▶ Your instructions
The records sit below. Return every line in them that holds the word "details".

▶ Input
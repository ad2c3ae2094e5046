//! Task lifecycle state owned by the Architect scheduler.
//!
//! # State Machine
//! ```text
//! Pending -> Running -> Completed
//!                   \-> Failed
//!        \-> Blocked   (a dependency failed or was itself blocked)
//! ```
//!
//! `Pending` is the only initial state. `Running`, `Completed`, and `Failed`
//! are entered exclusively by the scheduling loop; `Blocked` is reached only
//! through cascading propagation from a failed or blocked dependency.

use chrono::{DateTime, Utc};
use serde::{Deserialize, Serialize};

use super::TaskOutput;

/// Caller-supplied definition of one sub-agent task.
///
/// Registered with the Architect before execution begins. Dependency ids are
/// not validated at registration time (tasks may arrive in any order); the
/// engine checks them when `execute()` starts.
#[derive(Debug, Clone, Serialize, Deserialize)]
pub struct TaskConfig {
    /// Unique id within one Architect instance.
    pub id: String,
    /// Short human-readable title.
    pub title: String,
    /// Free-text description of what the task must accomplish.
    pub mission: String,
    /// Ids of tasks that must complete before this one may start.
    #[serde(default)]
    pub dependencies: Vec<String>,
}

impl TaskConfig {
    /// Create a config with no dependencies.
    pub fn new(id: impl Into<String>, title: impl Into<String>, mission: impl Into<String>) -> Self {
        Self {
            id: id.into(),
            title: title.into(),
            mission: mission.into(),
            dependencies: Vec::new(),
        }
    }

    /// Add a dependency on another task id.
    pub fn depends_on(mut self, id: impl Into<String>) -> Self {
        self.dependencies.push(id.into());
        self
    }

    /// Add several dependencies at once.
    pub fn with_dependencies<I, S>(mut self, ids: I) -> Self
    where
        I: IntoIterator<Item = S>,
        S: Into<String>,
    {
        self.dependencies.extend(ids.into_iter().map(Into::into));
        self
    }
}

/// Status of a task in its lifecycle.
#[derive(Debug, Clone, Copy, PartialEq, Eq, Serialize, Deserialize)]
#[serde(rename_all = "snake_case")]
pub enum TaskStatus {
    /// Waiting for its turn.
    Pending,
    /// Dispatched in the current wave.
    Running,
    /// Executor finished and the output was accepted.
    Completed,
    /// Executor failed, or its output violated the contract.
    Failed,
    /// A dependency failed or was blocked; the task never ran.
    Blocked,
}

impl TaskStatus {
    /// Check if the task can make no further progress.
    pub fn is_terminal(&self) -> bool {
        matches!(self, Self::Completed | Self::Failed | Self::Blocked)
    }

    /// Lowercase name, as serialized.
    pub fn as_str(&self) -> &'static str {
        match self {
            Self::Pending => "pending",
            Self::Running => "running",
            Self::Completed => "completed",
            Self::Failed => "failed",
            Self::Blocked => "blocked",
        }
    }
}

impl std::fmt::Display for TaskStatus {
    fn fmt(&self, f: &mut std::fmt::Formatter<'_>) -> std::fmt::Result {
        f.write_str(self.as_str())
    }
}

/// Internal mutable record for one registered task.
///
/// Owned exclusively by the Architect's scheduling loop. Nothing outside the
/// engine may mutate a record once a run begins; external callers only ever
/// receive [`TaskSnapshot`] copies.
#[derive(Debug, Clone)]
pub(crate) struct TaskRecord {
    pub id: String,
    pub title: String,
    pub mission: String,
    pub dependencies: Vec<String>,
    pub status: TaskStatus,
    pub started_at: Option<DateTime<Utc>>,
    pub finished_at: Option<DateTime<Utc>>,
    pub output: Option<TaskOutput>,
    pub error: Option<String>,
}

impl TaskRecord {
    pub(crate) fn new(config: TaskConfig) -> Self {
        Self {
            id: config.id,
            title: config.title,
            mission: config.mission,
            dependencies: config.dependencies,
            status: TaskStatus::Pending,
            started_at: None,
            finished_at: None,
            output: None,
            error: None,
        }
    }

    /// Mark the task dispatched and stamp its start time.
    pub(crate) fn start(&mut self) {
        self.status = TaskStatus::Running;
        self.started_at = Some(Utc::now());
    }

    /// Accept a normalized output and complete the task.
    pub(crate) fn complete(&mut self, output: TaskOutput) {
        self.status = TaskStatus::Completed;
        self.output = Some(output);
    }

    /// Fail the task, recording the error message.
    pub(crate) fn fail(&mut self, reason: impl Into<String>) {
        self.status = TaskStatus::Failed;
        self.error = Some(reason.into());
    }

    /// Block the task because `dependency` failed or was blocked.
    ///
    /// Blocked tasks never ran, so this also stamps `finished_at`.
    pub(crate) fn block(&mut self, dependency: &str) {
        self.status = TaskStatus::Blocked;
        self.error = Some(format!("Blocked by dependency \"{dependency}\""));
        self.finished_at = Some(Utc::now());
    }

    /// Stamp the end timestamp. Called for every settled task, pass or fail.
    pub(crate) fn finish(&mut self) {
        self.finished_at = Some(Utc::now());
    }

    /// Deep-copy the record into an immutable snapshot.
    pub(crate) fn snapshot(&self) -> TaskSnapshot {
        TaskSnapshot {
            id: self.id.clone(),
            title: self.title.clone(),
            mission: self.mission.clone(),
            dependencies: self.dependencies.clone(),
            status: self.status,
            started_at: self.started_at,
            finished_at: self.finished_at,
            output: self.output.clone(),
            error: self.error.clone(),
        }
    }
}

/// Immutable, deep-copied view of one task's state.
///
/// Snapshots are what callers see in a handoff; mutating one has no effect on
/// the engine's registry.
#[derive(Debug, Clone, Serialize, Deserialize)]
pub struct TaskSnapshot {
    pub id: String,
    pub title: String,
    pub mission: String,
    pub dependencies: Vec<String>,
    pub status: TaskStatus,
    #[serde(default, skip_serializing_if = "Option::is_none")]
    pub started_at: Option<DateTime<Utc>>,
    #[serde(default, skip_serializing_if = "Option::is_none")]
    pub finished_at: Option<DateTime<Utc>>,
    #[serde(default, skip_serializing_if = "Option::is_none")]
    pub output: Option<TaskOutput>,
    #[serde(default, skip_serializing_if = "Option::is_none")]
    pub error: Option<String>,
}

* * *

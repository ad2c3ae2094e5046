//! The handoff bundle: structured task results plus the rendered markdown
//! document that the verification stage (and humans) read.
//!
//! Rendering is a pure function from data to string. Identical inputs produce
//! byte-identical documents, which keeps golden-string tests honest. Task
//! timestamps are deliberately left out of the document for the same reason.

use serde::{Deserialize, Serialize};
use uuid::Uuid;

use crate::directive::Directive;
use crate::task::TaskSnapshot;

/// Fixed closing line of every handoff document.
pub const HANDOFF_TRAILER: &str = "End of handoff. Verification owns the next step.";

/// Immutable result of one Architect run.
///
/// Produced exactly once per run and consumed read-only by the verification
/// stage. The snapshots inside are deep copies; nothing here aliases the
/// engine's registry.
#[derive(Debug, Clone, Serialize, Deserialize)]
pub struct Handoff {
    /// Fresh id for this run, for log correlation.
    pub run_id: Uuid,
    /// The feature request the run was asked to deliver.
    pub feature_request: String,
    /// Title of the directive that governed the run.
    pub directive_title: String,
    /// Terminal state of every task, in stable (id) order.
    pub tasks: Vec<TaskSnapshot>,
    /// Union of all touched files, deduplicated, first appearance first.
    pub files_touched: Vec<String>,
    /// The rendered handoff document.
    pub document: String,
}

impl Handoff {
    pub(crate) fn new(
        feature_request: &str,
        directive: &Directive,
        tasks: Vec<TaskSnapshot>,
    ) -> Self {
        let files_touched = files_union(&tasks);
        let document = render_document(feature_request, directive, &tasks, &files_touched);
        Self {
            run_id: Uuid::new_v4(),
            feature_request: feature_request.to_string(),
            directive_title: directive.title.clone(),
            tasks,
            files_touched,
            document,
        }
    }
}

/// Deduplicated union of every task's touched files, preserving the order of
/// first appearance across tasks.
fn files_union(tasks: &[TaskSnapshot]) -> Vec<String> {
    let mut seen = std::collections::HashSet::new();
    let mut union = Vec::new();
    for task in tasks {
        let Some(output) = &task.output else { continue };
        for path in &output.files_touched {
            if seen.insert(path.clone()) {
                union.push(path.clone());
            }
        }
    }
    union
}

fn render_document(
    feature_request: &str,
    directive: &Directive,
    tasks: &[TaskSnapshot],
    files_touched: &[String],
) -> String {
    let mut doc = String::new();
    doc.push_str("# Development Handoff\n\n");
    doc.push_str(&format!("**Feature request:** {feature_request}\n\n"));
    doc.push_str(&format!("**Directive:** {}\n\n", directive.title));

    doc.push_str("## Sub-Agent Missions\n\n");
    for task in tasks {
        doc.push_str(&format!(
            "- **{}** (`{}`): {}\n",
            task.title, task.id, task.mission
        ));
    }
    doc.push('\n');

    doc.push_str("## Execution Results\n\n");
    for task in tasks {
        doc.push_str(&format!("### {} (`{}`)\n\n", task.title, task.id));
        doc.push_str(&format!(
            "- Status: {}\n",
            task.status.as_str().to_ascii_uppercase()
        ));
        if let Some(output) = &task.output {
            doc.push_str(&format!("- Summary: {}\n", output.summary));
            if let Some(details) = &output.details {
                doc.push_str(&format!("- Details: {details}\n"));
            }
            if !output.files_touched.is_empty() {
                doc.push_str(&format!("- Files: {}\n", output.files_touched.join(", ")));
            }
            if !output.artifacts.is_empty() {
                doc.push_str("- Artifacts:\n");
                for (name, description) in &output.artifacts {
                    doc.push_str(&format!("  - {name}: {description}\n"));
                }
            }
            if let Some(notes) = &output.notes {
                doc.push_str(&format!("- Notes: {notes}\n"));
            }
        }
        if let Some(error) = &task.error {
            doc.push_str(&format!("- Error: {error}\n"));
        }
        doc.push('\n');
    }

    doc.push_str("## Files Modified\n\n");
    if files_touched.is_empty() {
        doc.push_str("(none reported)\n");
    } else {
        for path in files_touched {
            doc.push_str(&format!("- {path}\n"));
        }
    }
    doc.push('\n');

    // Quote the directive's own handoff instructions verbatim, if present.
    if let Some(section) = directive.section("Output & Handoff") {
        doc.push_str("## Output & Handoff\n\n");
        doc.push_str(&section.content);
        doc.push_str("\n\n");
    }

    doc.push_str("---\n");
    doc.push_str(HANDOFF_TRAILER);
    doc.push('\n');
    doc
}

▶ Answer for the task
            if let Some(details) = &output.details {
                doc.push_str(&format!("- Details: {details}\n"));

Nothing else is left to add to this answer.